# You all are right, again.



## Lexi&Beemer (May 5, 2013)

Trying to keep the two, particularly Lexi, still has been nearly impossible but your reassurance helped me through even if I wasn't so sure myself. And today the stitches came out, they are playing and happy, and even spent part of the day at daycare. Now they are passed out asleep and everyone is ecstatic that the onesies are no more. And tube of shame was only required a couple of night in the end. Now that I'm less anxious more fun photos on their way. But for now here is Beemer decked out in his onesie and tube.


----------



## Lexi&Beemer (May 5, 2013)

And now Lexi. Don't they look so thrilled?


----------



## Muttley Brody (Feb 14, 2012)

Glad things are getting back to normal.


----------



## Marzi (Sep 17, 2012)

hahahahahaha
It is cruel to laugh - but!
Poor puppies. I'm so glad to hear that they have made such a good recovery 
Looking forwards to seeing lots more pics of them.


----------



## wilfiboy (Sep 18, 2010)

I'm sure they think you did it just so you could take pictures xx


----------



## dio.ren (Jan 18, 2013)

Ha! I laughed when I saw "the tube of shame" Molly looked exactly like that she had the tube and a onesie. She didn't mind the tube though but hated the cone.

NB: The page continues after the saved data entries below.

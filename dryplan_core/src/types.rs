//! Core domain types for the dry-plan nutrition engine.
//!
//! This module defines the fundamental types used throughout the system:
//! - Profile data collected by the conversation (draft and snapshot)
//! - Meal templates, scaled meals and day plans
//! - Energy/macro targets
//! - Conversation messages and analysis report sections

use chrono::{Datelike, NaiveDate, Utc};
use serde::{Deserialize, Serialize};

// ============================================================================
// Profile Types
// ============================================================================

/// Biological sex used by the Mifflin-St Jeor formula
#[derive(Clone, Copy, Debug, Serialize, Deserialize, PartialEq, Eq)]
#[serde(rename_all = "snake_case")]
pub enum Gender {
    Male,
    Female,
}

impl Gender {
    pub fn is_female(self) -> bool {
        self == Gender::Female
    }
}

/// Physical activity level with its fixed TDEE coefficient
#[derive(Clone, Copy, Debug, Serialize, Deserialize, PartialEq, Eq)]
#[serde(rename_all = "snake_case")]
pub enum ActivityLevel {
    Sedentary,
    Low,
    Light,
    Moderate,
    High,
    VeryHigh,
    Extreme,
}

impl ActivityLevel {
    pub const ALL: [ActivityLevel; 7] = [
        ActivityLevel::Sedentary,
        ActivityLevel::Low,
        ActivityLevel::Light,
        ActivityLevel::Moderate,
        ActivityLevel::High,
        ActivityLevel::VeryHigh,
        ActivityLevel::Extreme,
    ];

    /// TDEE multiplier for this activity level
    pub fn coefficient(self) -> f64 {
        match self {
            ActivityLevel::Sedentary => 1.2,
            ActivityLevel::Low => 1.375,
            ActivityLevel::Light => 1.46,
            ActivityLevel::Moderate => 1.55,
            ActivityLevel::High => 1.64,
            ActivityLevel::VeryHigh => 1.72,
            ActivityLevel::Extreme => 1.9,
        }
    }

    /// Translation key for the level's display name
    pub fn name_key(self) -> &'static str {
        match self {
            ActivityLevel::Sedentary => "activity.sedentary",
            ActivityLevel::Low => "activity.low",
            ActivityLevel::Light => "activity.light",
            ActivityLevel::Moderate => "activity.moderate",
            ActivityLevel::High => "activity.high",
            ActivityLevel::VeryHigh => "activity.very_high",
            ActivityLevel::Extreme => "activity.extreme",
        }
    }
}

/// Nutrition goal selected by the user
#[derive(Clone, Copy, Debug, Serialize, Deserialize, PartialEq, Eq, Hash)]
#[serde(rename_all = "snake_case")]
pub enum Goal {
    /// Weight loss
    Loss,
    /// Muscle gain
    Gain,
    /// Progressive cutting ("dry") program with weekly tightening
    Dry,
}

/// Profile data collected incrementally by the conversation.
///
/// Created empty at conversation start, populated either from an
/// external profile snapshot or one field at a time, and discarded once
/// the plan and analysis are generated.
#[derive(Clone, Debug, Default, Serialize, Deserialize, PartialEq)]
pub struct ProfileDraft {
    pub gender: Option<Gender>,
    pub age: Option<u32>,
    pub height_cm: Option<f64>,
    pub weight_kg: Option<f64>,
    pub activity: Option<ActivityLevel>,
    pub goal: Option<Goal>,
    pub target_weight_kg: Option<f64>,
}

impl ProfileDraft {
    /// True when every field required for plan generation is present
    /// (target weight stays optional).
    pub fn is_complete(&self) -> bool {
        self.gender.is_some()
            && self.age.is_some()
            && self.height_cm.is_some()
            && self.weight_kg.is_some()
            && self.activity.is_some()
            && self.goal.is_some()
    }

    /// Wholesale reset back to an empty draft
    pub fn reset(&mut self) {
        *self = ProfileDraft::default();
    }
}

/// Read-only snapshot of the externally stored profile
#[derive(Clone, Debug, Default, Serialize, Deserialize)]
pub struct ProfileSnapshot {
    pub gender: Option<Gender>,
    pub birthdate: Option<NaiveDate>,
    pub height_cm: Option<f64>,
    pub weight_kg: Option<f64>,
    pub target_weight_kg: Option<f64>,
}

impl ProfileSnapshot {
    /// Whether the snapshot carries enough data to pre-fill the draft
    pub fn is_fillable(&self) -> bool {
        self.gender.is_some()
            && self.birthdate.is_some()
            && self.height_cm.is_some()
            && self.weight_kg.is_some()
    }

    /// Age in whole years as of today
    pub fn age_years(&self) -> Option<u32> {
        let birth = self.birthdate?;
        let today = Utc::now().date_naive();
        let mut age = today.year() - birth.year();
        if (today.month(), today.day()) < (birth.month(), birth.day()) {
            age -= 1;
        }
        u32::try_from(age).ok()
    }
}

/// Partial profile update sent to the external profile store
#[derive(Clone, Debug, Default, Serialize, Deserialize, PartialEq)]
pub struct ProfileUpdate {
    pub gender: Option<Gender>,
    pub height_cm: Option<f64>,
    pub weight_kg: Option<f64>,
    pub target_weight_kg: Option<f64>,
}

// ============================================================================
// Energy and Macro Types
// ============================================================================

/// Daily calorie target before and after the calorie floor
#[derive(Clone, Copy, Debug, Serialize, Deserialize, PartialEq, Eq)]
pub struct EnergyTarget {
    /// Goal-adjusted kcal before flooring
    pub raw_kcal: i32,
    /// Final kcal, never below the configured floor
    pub kcal: i32,
}

impl EnergyTarget {
    /// Whether the calorie floor kicked in (drives a risk warning)
    pub fn was_floored(self) -> bool {
        self.kcal > self.raw_kcal
    }
}

/// Macro distribution as fractions of the calorie budget
#[derive(Clone, Copy, Debug, PartialEq)]
pub struct MacroRatios {
    pub protein: f64,
    pub fat: f64,
    pub carb: f64,
}

/// Daily macro targets in grams
#[derive(Clone, Copy, Debug, Serialize, Deserialize, PartialEq, Eq)]
pub struct MacroTargets {
    pub protein_g: i32,
    pub fat_g: i32,
    pub carb_g: i32,
}

/// Calories/protein/fats/carbs goal bundle applied to the tracker
#[derive(Clone, Copy, Debug, Serialize, Deserialize, PartialEq, Eq)]
pub struct KbjuGoals {
    pub calories: i32,
    pub protein: i32,
    pub fats: i32,
    pub carbs: i32,
}

/// BMI classification bands
#[derive(Clone, Copy, Debug, Serialize, Deserialize, PartialEq, Eq)]
#[serde(rename_all = "snake_case")]
pub enum BmiCategory {
    SevereThinness,
    ModerateThinness,
    MildThinness,
    Normal,
    Overweight,
    ObeseClass1,
    ObeseClass2,
    ObeseClass3,
}

impl BmiCategory {
    pub fn name_key(self) -> &'static str {
        match self {
            BmiCategory::SevereThinness => "bmi.severe_thinness",
            BmiCategory::ModerateThinness => "bmi.moderate_thinness",
            BmiCategory::MildThinness => "bmi.mild_thinness",
            BmiCategory::Normal => "bmi.normal",
            BmiCategory::Overweight => "bmi.overweight",
            BmiCategory::ObeseClass1 => "bmi.obese_1",
            BmiCategory::ObeseClass2 => "bmi.obese_2",
            BmiCategory::ObeseClass3 => "bmi.obese_3",
        }
    }
}

// ============================================================================
// Meal Types
// ============================================================================

/// One of the four daily meal occasions
#[derive(Clone, Copy, Debug, Serialize, Deserialize, PartialEq, Eq, Hash)]
#[serde(rename_all = "snake_case")]
pub enum MealSlot {
    Breakfast,
    Lunch,
    Dinner,
    Snack,
}

impl MealSlot {
    pub const ALL: [MealSlot; 4] = [
        MealSlot::Breakfast,
        MealSlot::Lunch,
        MealSlot::Dinner,
        MealSlot::Snack,
    ];

    pub fn name_key(self) -> &'static str {
        match self {
            MealSlot::Breakfast => "slot.breakfast",
            MealSlot::Lunch => "slot.lunch",
            MealSlot::Dinner => "slot.dinner",
            MealSlot::Snack => "slot.snack",
        }
    }
}

/// Immutable baseline meal at 100% budget, grouped by goal and slot
#[derive(Clone, Debug, Serialize, Deserialize, PartialEq)]
pub struct MealTemplate {
    pub name_key: String,
    pub protein_g: i32,
    pub fat_g: i32,
    pub carb_g: i32,
    pub kcal: i32,
}

impl MealTemplate {
    pub fn new(name_key: &str, protein_g: i32, fat_g: i32, carb_g: i32, kcal: i32) -> Self {
        Self {
            name_key: name_key.to_string(),
            protein_g,
            fat_g,
            carb_g,
            kcal,
        }
    }
}

/// A meal scaled to a slot's calorie budget.
///
/// `kcal` is always recomputed from the rounded macros (`p*4 + f*9 + c*4`)
/// so displayed totals match displayed macros.
#[derive(Clone, Debug, Serialize, Deserialize, PartialEq, Eq)]
pub struct ScaledMeal {
    pub slot: MealSlot,
    pub name_key: String,
    pub protein_g: i32,
    pub fat_g: i32,
    pub carb_g: i32,
    pub kcal: i32,
}

/// Sum of the four scaled meals of a day
#[derive(Clone, Copy, Debug, Default, Serialize, Deserialize, PartialEq, Eq)]
pub struct DayTotals {
    pub kcal: i32,
    pub protein_g: i32,
    pub fat_g: i32,
    pub carb_g: i32,
}

/// One day of the weekly plan
#[derive(Clone, Debug, Serialize, Deserialize, PartialEq)]
pub struct DayPlan {
    pub day_key: String,
    pub meals: Vec<ScaledMeal>,
    pub totals: DayTotals,
}

impl DayPlan {
    /// Recompute totals from the current meals
    pub fn recompute_totals(&mut self) {
        let mut totals = DayTotals::default();
        for meal in &self.meals {
            totals.kcal += meal.kcal;
            totals.protein_g += meal.protein_g;
            totals.fat_g += meal.fat_g;
            totals.carb_g += meal.carb_g;
        }
        self.totals = totals;
    }
}

/// Excludable food group detected from free text
#[derive(Clone, Copy, Debug, Serialize, Deserialize, PartialEq, Eq, PartialOrd, Ord, Hash)]
#[serde(rename_all = "snake_case")]
pub enum ExclusionCategory {
    Fish,
    Meat,
    Dairy,
    Eggs,
}

impl ExclusionCategory {
    pub const ALL: [ExclusionCategory; 4] = [
        ExclusionCategory::Fish,
        ExclusionCategory::Meat,
        ExclusionCategory::Dairy,
        ExclusionCategory::Eggs,
    ];
}

// ============================================================================
// Report and Message Types
// ============================================================================

/// Read-only report entry (status, calories, risks, recommendations)
#[derive(Clone, Debug, Serialize, Deserialize, PartialEq)]
pub struct AnalysisSection {
    pub icon: String,
    pub title: String,
    pub lines: Vec<String>,
}

/// A selectable quick-reply option attached to a message
#[derive(Clone, Debug, Serialize, Deserialize, PartialEq)]
pub struct MessageOption {
    pub value: String,
    pub label: String,
}

/// One entry of the append-only conversation transcript
#[derive(Clone, Debug, Default, Serialize, Deserialize, PartialEq)]
pub struct ConversationMessage {
    pub is_user: bool,
    #[serde(skip_serializing_if = "Option::is_none")]
    pub text: Option<String>,
    #[serde(skip_serializing_if = "Option::is_none")]
    pub options: Option<Vec<MessageOption>>,
    #[serde(skip_serializing_if = "Option::is_none")]
    pub analysis: Option<Vec<AnalysisSection>>,
    #[serde(skip_serializing_if = "Option::is_none")]
    pub meal_plan: Option<Vec<DayPlan>>,
    #[serde(skip_serializing_if = "Option::is_none")]
    pub apply_kbju: Option<KbjuGoals>,
    #[serde(default)]
    pub applied: bool,
}

impl ConversationMessage {
    /// Plain assistant text message
    pub fn bot(text: impl Into<String>) -> Self {
        Self {
            is_user: false,
            text: Some(text.into()),
            ..Self::default()
        }
    }

    /// Plain user text message
    pub fn user(text: impl Into<String>) -> Self {
        Self {
            is_user: true,
            text: Some(text.into()),
            ..Self::default()
        }
    }

    /// Assistant message with quick-reply options
    pub fn bot_with_options(text: impl Into<String>, options: Vec<MessageOption>) -> Self {
        Self {
            is_user: false,
            text: Some(text.into()),
            options: Some(options),
            ..Self::default()
        }
    }
}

I'm glad they are better and don't have to wear all that "shame gear" anymore


----------



## Nanci (Mar 1, 2012)

They do NOT look happy . . glad the worst is behind you now . . Good Job mummy!!!!


----------



## RuthMill (Jun 30, 2012)

Oh poor puppies not enamoured at all! They have lovely huge eyes. Glad they are out the other end!


----------



## Cat 53 (Aug 26, 2012)

Good. That's, that ordeal over now.


----------



## Lexi&Beemer (May 5, 2013)

So I have to admit that there may have been an occasion or two where I needed them to settle next to me so I could get a few more zzzzzz's and that tube if shame I discovered was highly effective in gaining compliance and 30 more minutes of sleep.


----------



## wishbone (Jul 12, 2013)

Bless them for doing great job, they surely have that the curse of "cone of shame" is over!


----------